Probablemente, Vasari lo trató personalmente hacia 1563, cuando visitó por
segunda vez el Gran canal. Aunque encontró su personalidad sensible y educada,
no se dignó a escribir una vita de
él, y solo agregó un breve comentario dentro de la de Battista Franco, il Semolei, (c.1510-1561), en la segunda
edición de su célebre obra (1568):
su lectura revela el
desconcierto que le produjeron las obras de Tintoretto que alcanzó a ver, hasta
el punto de que, aun reconociendo sus extraordinarias dotes, no dudó en
calificarlo con ambiguos epítetos como hombre de “terribile cervello”, de
“stravaganze” y de invenciones “capricciose” (Lleó: 37).
Dicha
caracterización marcó la fortuna crítica posterior de este artista. Así, tanto
su biógrafo Carlo Ridolfi (1594-1658) como el grabador, pintor y tratadista
veneciano Marco Boschini (1602-1681) usaron estos tópicos, aunque con un
sentido positivo[14]. Otra
figura importante que se mostró reticente al joven pintor fue Pietro Aretino
(1492-1556), asentado en Venecia desde 1527 y que había formado un círculo de
intelectuales en la ciudad junto a Tiziano (Nichols 1996). Su objeción,
expresada en dos cartas (1545 y 1548), es la misma que la que pone Vasari en
boca de Michelangelo cuando este conoce a Tiziano: mayor cuidado en la
ejecución. Aquí, este autor colocó los dos términos que se opondrán
definitivamente cuando se hable de Tintoretto; ya que, para él, hay mucho de
uno y poco del otro: prestezza nel fare
y pazienza del fare. En otras
palabras, claridad de la idea y perfección en el acabado, lo que propondría más
adelante Federico Zuccari (1540/1-1609), en su L'idea de'pittori, scultori
ed architetti (1607), bajo los nombres de disegno interno y disegno
esterno. Zuccari escribió que las obras de Tintoretto parecen “no acabadas”,
como hechas “en broma”, aunque la composición mostraba una gran diversidad de
figuras “bellas” y “extrañas”. Podemos concluir esta sumaria revisión de la
crítica sobre la obra de Tintoretto, mencionando el dato que recoge Ridolfi en
su biografía (1642): el pintor habría colgado un cartellino en su taller con las palabras “El dibujo de Miguel Ángel
y el colorido de Tiziano”, suerte de programa artístico, aunque poco creíble,
porque aparece expresado ya por el también veneciano Paolo Pino (1534-1565) en
su Dialogo di pittura (1548). No
obstante, esta anécdota revela una conexión fundamental, ya percibida por sus
contemporáneos: su deuda con Buonarroti.
De este vínculo,
se ha escrito mucho, pero quizás quien mejor lo ha expresado ha sido Arnold
Hauser: “El verdadero heredero de Miguel Ángel es, en todo caso, Tintoretto, y
no el manierismo internacional miguelangelesco, con el que, es verdad tiene
ciertos puntos de contacto, pero del cual se mantiene apartado” (1965: 242). Tintoretto
no salió de Venecia, salvo una vez por motivos profesionales para ir a Mantua, por
lo que nunca vio la obra de Il Divino
en persona. Su aprendizaje de los modelos miguelangelescos se debió a copias,
grabados y vaciados[15].
Otro aspecto resaltante en esta comparación es que la personalidad del segundo
se construyó, por la temprana historia del arte, como un eco de la del primero,
e incluso se llegó a pensar en Tintoretto como en un “Michelangelo veneciano”.

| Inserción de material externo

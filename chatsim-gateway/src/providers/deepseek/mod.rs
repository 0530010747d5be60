//! DeepSeek provider: the primary conversation backend and the resolver.

pub mod client;

pub use client::DeepSeekClient;
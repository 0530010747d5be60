use std::sync::Arc;

use tracing::{info, warn};
use tracing_subscriber::{layer::SubscriberExt, util::SubscriberInitExt};

use chatsim_gateway::server;
use chatsim_gateway::state::AppState;
use chatsim_gateway::Orchestrator;

#[tokio::main]
async fn main() -> Result<(), Box<dyn std::error::Error>> {
    // Load configuration before tracing so the configured level applies
    let config = chatsim_core::Config::load()?;

    // RUST_LOG wins over the configured level
    let env_filter = tracing_subscriber::EnvFilter::try_from_default_env()
        .unwrap_or_else(|_| config.settings.logging.level.as_str().into());
    tracing_subscriber::registry()
        .with(env_filter)
        .with(tracing_subscriber::fmt::layer())
        .init();

    info!(
        "Configuration loaded (language: {:?}, default rounds: {})",
        config.language(),
        config.settings.generation.default_rounds
    );

    for kind in config.providers.missing_api_keys() {
        warn!(
            "No API key configured for the {} provider; its requests will be rejected upstream",
            kind
        );
    }

    let orchestrator = Orchestrator::from_config(&config)?;
    for kind in chatsim_core::ProviderKind::ALL {
        let provider = config.providers.get(kind);
        info!("{} provider: {} ({})", kind, provider.model, provider.endpoint);
    }
    if config.dump_queries() {
        info!("Query dumps enabled under ./logs/queries");
    }

    let state = Arc::new(AppState::new(orchestrator));

    // Security: Verify localhost-only binding
    let host = config.settings.gateway.host.as_str();
    if host != "127.0.0.1" && host != "localhost" && host != "::1" {
        warn!(
            "Gateway binding to non-localhost address: {}. This may expose the API to remote access.",
            host
        );
    }

    let bind_addr = config.bind_addr();
    info!("Starting chatsim server on {}", bind_addr);

    server::run(state, &bind_addr).await
}
//! Configuration management for chatsim.
//!
//! Provider endpoints and credentials come from environment variables;
//! everything else comes from a TOML settings file.
//!
//! # Configuration Sources
//!
//! ## Providers (Environment Variables)
//! - `DEEPSEEK_URL`, `DEEPSEEK_API_KEY`, `DEEPSEEK_V3_MODEL`, `DEEPSEEK_R1_MODEL`
//! - `CLAUDE_URL`, `CLAUDE_API_KEY`, `CLAUDE_MODEL`
//! - `GEMINI_URL`, `GEMINI_API_KEY`, `GEMINI_MODEL`
//!
//! ## Settings (TOML File)
//! Located at `~/.config/chatsim/config.toml`:
//! ```toml
//! language = "zh"
//!
//! [gateway]
//! host = "127.0.0.1"
//! port = 3000
//!
//! [logging]
//! level = "info"
//!
//! [generation]
//! default_rounds = 10
//! ```

mod providers;
mod settings;

pub use providers::{ProviderConfig, ProvidersConfig};
pub use settings::{
    GatewaySettings, GenerationSettings, Language, LoggingSettings, Settings, SettingsError,
};

/// Combined configuration, built once at startup and shared read-only.
#[derive(Debug, Clone, Default)]
pub struct Config {
    /// Provider endpoints loaded from environment variables
    pub providers: ProvidersConfig,
    /// Settings loaded from TOML configuration file
    pub settings: Settings,
}

/// Errors that can occur when loading configuration
#[derive(Debug, thiserror::Error)]
pub enum ConfigError {
    #[error("Settings error: {0}")]
    Settings(#[from] SettingsError),
}

impl Config {
    /// Load configuration from all sources.
    ///
    /// Provider values are not validated: a missing key or URL surfaces as
    /// an upstream failure when that provider is called.
    pub fn load() -> Result<Self, ConfigError> {
        let providers = ProvidersConfig::from_env();
        let settings = Settings::load()?;

        Ok(Self {
            providers,
            settings,
        })
    }

    /// Get the HTTP bind address.
    pub fn bind_addr(&self) -> String {
        self.settings.bind_addr()
    }

    pub fn language(&self) -> Language {
        self.settings.language
    }

    pub fn dump_queries(&self) -> bool {
        self.settings.logging.dump_queries
    }
}

/// Load .env file if it exists (for development convenience).
pub fn load_dotenv() {
    let _ = dotenvy::dotenv();
}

Aquí debemos retroceder un poco hasta la lectura neoplatónica del furor o manía, la “inspiración” del poeta Ion de la que se burlaba en clave
paródica Platón, pero que fue leída por Marsilio Finicio (1433-1499), en su
epístola De divino furore (1457) y,
luego, por Giordano Bruno en su De gli heroici furori (1585), como el verdadero impulso de la
creación artística. Es verdad que ambos pintores nos transmiten la
sensación de una búsqueda infinita, pero lo hacen de maneras distintas.
Mientras el toscano lo hace a través de la confrontación entre la idea y la
materia; el veneciano pone en tensión el movimiento de las figuras y del ojo
del espectador. Para lo primero, Tintoretto yuxtapuso figuras de gran relievo (contorno) con otras que apenas
están esbozadas, pero también descentró la perspectiva lineal, tan cara a
Alberti, en donde la mirada no puede captar toda la imagen de “un solo golpe”[16],
sino que debe detenerse más tiempo para descifrar la narración representada,
cuya dificultad aumenta por las dimensiones muchas veces descomunales de los
cuadros[17].
Técnicamente, Tintoretto también destaca por sus innovaciones. Fue uno de los
primeros en experimentar las posibilidades que ofrecía la textura del lienzo,
abandonando las capas de yeso que lo alisaban, para ganar efectos de sombras
granuladas que se percibían de lejos, como posteriormente haría Velázquez. En
cuanto al color:
Varias obras de
Tintoretto se reconocen al instante por sus tonos sombríos y saturados, en los
que las figuras y objetos se destacan con luces casi fantasmales. Buscaba la
unidad tonal empleando fondos tenebrosos, marrones-rojizos, más oscuros que aquellos
en los que Leonardo realizaba su sfumato.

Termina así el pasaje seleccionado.